### YOUR GOAL
Across the listing below, count every line where the string "struct" appears, then give only the count.

-=-=-=-=-

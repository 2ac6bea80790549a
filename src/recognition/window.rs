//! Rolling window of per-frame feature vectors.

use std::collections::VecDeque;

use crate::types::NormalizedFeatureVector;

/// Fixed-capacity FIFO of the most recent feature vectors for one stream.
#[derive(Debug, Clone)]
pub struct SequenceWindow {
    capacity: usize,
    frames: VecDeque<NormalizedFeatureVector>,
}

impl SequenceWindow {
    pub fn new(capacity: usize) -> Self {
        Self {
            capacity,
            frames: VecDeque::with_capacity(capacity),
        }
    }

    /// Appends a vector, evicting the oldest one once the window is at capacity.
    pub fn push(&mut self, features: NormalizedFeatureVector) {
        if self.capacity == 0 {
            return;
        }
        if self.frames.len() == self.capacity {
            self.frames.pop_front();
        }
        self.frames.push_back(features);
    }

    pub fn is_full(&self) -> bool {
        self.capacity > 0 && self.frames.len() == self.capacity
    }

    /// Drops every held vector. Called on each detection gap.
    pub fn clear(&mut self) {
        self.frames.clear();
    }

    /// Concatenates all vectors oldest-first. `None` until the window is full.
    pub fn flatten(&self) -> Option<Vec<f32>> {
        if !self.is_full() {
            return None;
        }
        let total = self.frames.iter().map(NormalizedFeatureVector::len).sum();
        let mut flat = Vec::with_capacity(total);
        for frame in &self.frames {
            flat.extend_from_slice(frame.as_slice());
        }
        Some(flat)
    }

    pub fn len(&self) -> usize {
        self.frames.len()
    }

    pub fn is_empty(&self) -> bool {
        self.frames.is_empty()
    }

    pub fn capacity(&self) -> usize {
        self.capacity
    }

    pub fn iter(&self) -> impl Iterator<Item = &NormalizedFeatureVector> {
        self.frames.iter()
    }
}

-=-=-=-=-

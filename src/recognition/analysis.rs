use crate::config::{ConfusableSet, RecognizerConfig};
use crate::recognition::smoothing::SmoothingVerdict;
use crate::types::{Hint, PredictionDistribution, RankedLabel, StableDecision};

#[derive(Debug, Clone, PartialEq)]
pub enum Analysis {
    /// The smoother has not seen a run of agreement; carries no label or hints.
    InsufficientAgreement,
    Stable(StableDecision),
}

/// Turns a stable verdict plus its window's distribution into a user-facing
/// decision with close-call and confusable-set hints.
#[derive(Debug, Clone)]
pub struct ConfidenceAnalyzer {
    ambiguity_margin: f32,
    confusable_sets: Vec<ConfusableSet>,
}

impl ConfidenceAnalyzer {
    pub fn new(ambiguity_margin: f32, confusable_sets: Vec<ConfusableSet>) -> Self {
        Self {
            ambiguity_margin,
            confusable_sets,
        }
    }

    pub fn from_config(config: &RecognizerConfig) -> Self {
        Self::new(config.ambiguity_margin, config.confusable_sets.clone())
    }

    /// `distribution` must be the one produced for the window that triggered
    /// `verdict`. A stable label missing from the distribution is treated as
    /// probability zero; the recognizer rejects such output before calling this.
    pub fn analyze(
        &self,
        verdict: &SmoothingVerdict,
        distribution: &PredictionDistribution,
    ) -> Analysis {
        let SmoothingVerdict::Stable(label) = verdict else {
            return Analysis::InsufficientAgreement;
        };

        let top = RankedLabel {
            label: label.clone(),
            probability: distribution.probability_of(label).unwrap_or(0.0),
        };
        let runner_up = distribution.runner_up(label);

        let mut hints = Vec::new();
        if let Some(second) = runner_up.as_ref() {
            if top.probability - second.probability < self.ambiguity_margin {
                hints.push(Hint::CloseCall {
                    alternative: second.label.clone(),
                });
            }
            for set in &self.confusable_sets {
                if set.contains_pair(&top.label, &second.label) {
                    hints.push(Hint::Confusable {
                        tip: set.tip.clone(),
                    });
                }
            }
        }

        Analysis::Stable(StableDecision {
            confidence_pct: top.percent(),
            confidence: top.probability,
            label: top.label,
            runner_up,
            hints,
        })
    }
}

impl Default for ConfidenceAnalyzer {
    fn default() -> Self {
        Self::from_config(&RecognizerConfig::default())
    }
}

-=-=-=-=-

### TASK RESULT
2